Effective Performance Engineering at Twitter-Scale
25 Jun 2024 (5 months ago)
- Traditional performance engineering approaches are no longer sufficient to handle the complexity of modern software applications.
- Performance engineering used to be easy due to consistent hardware advancements, but now it's harder because of specialized hardware.
- Modern software applications are highly complex, making it challenging to identify and optimize performance issues.
- Systems thinking provides a language and framework for modeling and understanding complex relationships within a system, enabling performance engineers to identify and address bottlenecks and inefficiencies.
- Performance engineering should be viewed as a counting exercise on top of a system model, where resources are counted and analyzed to determine their utilization and impact on performance.
- Having a system model in place allows performance engineers to count resources at the appropriate granularity to accurately assess and optimize performance.
- At Twitter's scale, performance engineering involves building a model of the system and collecting metrics at a fine granularity.
- Custom samplers and systems are used to collect low-level telemetry with minimal overhead.

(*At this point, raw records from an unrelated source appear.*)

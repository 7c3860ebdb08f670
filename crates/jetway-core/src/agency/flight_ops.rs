//! Flight catalog operations.

use log::info;

use super::{validate_text, Agency};
use crate::{
    display::{DeleteResult, Flights, UpdateResult},
    error::{ReservationError, Result},
    models::{Flight, FlightFilter, FlightStatus, WaitingList},
    params::{CreateFlight, UpdateFlight},
    seatmap::SeatMap,
    store,
};

impl Agency {
    /// Creates a flight with a fresh seat map and an empty waiting list.
    ///
    /// # Errors
    ///
    /// Returns `ReservationError::InvalidInput` if a text field is empty or
    /// contains a comma or line break, or if the capacity is zero.
    pub fn create_flight(&mut self, params: &CreateFlight) -> Result<Flight> {
        validate_text("airline", &params.airline)?;
        validate_text("plane", &params.plane_id)?;
        validate_text("destination", &params.destination)?;
        validate_text("departure", &params.departure)?;
        validate_text("arrival", &params.arrival)?;
        let seats = SeatMap::new(params.capacity)?;

        let flight = Flight {
            id: self.ids.next_flight(),
            airline: params.airline.trim().to_string(),
            plane_id: params.plane_id.trim().to_string(),
            destination: params.destination.trim().to_string(),
            departure: params.departure.trim().to_string(),
            arrival: params.arrival.trim().to_string(),
            status: FlightStatus::OnTime,
            seats,
        };
        info!(
            "Created flight {} with {} seats ({} cabin)",
            flight.id,
            flight.capacity(),
            flight.seats.layout()
        );

        self.waiting_lists
            .insert(flight.id.clone(), WaitingList::new(flight.id.as_str()));
        self.flights.push(flight.clone());
        self.save_flight_state(&flight.id)?;
        Ok(flight)
    }

    /// Flights matching the filter, in creation order.
    pub fn list_flights(&self, filter: &FlightFilter) -> Flights {
        Flights(
            self.flights
                .iter()
                .filter(|flight| filter.matches(flight))
                .cloned()
                .collect(),
        )
    }

    /// Looks up a flight by ID.
    ///
    /// # Errors
    ///
    /// Returns `ReservationError::FlightNotFound` if no flight has the ID.
    pub fn get_flight(&self, id: &str) -> Result<&Flight> {
        let index = self.flight_index(id)?;
        Ok(&self.flights[index])
    }

    /// Applies the set fields of `params` and reports what changed.
    ///
    /// Changing the capacity derives a new seat map, so it is only accepted
    /// while nobody holds a reservation on the flight.
    ///
    /// # Errors
    ///
    /// Returns `ReservationError::FlightNotFound` for an unknown flight and
    /// `ReservationError::InvalidInput` for invalid values or a capacity
    /// change on a flight with reservations. Nothing is changed on error.
    pub fn update_flight(&mut self, params: &UpdateFlight) -> Result<UpdateResult<Flight>> {
        let index = self.flight_index(&params.id)?;
        let text_fields = [
            ("airline", &params.airline),
            ("plane", &params.plane_id),
            ("destination", &params.destination),
            ("departure", &params.departure),
            ("arrival", &params.arrival),
        ];
        for (field, value) in text_fields {
            if let Some(value) = value {
                validate_text(field, value)?;
            }
        }

        let new_seats = match params.capacity {
            Some(capacity) if capacity != self.flights[index].capacity() => {
                if self.reservations.iter().any(|r| r.flight_id == params.id) {
                    return Err(ReservationError::invalid_input("capacity").with_reason(
                        "Cannot change the capacity of a flight that has reservations",
                    ));
                }
                Some(SeatMap::new(capacity)?)
            }
            _ => None,
        };

        let flight = &mut self.flights[index];
        let mut changes = Vec::new();
        let text_updates = [
            ("Airline", &mut flight.airline, &params.airline),
            ("Plane", &mut flight.plane_id, &params.plane_id),
            ("Destination", &mut flight.destination, &params.destination),
            ("Departure", &mut flight.departure, &params.departure),
            ("Arrival", &mut flight.arrival, &params.arrival),
        ];
        for (label, current, update) in text_updates {
            if let Some(value) = update.as_deref().map(str::trim) {
                if *current != value {
                    changes.push(format!("{label}: {current} -> {value}"));
                    *current = value.to_string();
                }
            }
        }
        if let Some(status) = params.status {
            if status != flight.status {
                changes.push(format!("Status: {} -> {}", flight.status, status));
                flight.status = status;
            }
        }
        if let Some(seats) = new_seats {
            changes.push(format!(
                "Capacity: {} -> {} ({} cabin)",
                flight.capacity(),
                seats.capacity(),
                seats.layout()
            ));
            flight.seats = seats;
        }

        let flight = flight.clone();
        if !changes.is_empty() {
            info!("Updated flight {}: {}", flight.id, changes.join("; "));
            self.save_flight_state(&flight.id)?;
        }
        Ok(UpdateResult::with_changes(flight, changes))
    }

    /// Removes a flight together with its reservations, waiting list and
    /// seat grid file.
    ///
    /// # Errors
    ///
    /// Returns `ReservationError::FlightNotFound` if no flight has the ID.
    pub fn delete_flight(&mut self, id: &str) -> Result<DeleteResult<Flight>> {
        let index = self.flight_index(id)?;
        let flight = self.flights.remove(index);

        let before = self.reservations.len();
        self.reservations.retain(|r| r.flight_id != flight.id);
        let removed = before - self.reservations.len();
        self.waiting_lists.remove(&flight.id);
        info!(
            "Deleted flight {} and {removed} reservation(s)",
            flight.id
        );

        self.save_flights()?;
        self.storage.delete(&store::seatmap_key(&flight.id))?;
        self.save_waiting_list(&flight.id)?;
        if removed > 0 {
            self.save_reservations()?;
        }
        Ok(DeleteResult::new(flight))
    }
}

- The data infrastructure built for performance engineering is also used to solve real problems, such as optimizing GC intervals and identifying underutilized resources.
- The data generated is also used by other teams for capacity planning and service optimization.
- Twitter's performance engineering team developed a data aggregation pipeline to analyze trace data and gain insights into the performance of their distributed systems.
- They used tracing and profiling techniques to capture the interactions between different services and understand how they contribute to overall performance.
- They built a service dependency explorer to visualize the connectivity and load amplification between services, allowing them to identify bottlenecks and optimize resource allocation.
- The team also developed a model called "Laten here" to perform causal reasoning and determine the root causes of latency issues.
- The data engineering efforts enabled the team to answer complex performance-related questions that were not possible with other data sets.
- The team's work extended beyond performance engineering to include data privacy analysis, where they leveraged the system dependency data to identify sensitive information and access patterns.
- Performance engineering doesn't fit neatly into traditional organizational structures due to its cross-functional nature.
- To be effective, performance engineers need to align their work with either top-line or bottom-line objectives.
- Building a strong network of advocates and supporters within the organization is crucial for performance engineers to gain influence and drive change.
- The symbolic significance of having a dedicated performance engineering team emphasizes the importance of performance optimization within the organization.
- Performance engineers should encourage and support other engineers to contribute to performance work, rather than trying to centralize all performance-related tasks.
- To build a successful performance engineering team, you need a diverse team with different skill sets.
- Start with a small team of people who are much better than you at some things.
- Do a lot of odd jobs and favors to justify your existence and build trust.
- Make mistakes, learn from them, and move on.
- Write down your vision and methodology once you have a bit of trust and some small wins.
- As your team grows, intentionally brand yourselves as the performance people.
- Invest in talks, publishing, and writing papers to share your knowledge.
- Once you're mature, start creating platforms and products that allow others to do similar things.
- Design the team to fit the organization structure, don't copy what others do.
- Outreach and adoption are serious work, treat them as such.
- People make work happen and their strengths and personalities differ, so it's important to respect that and seek diversity in skills and perspectives.
- Embrace chance and don't have a predetermined mindset, as long as everyone is going in the right direction, the particular path is not that important.
- Software engineering is a social enterprise, so to succeed in the long term, it's important to be helpful, generous, and make friends.
- Understanding the structure of a service and the distributed system is valuable for performance optimization.
- eBPF is a powerful tool for gathering metrics and can be used to obtain metrics that are traditionally obtained in-process, often with less cost and better performance.
- Traces are stored in a real-time data pipeline with different indices depending on the level of information needed.
- Queries on traces may have a five-minute delay, but they can answer questions that no other data sources can.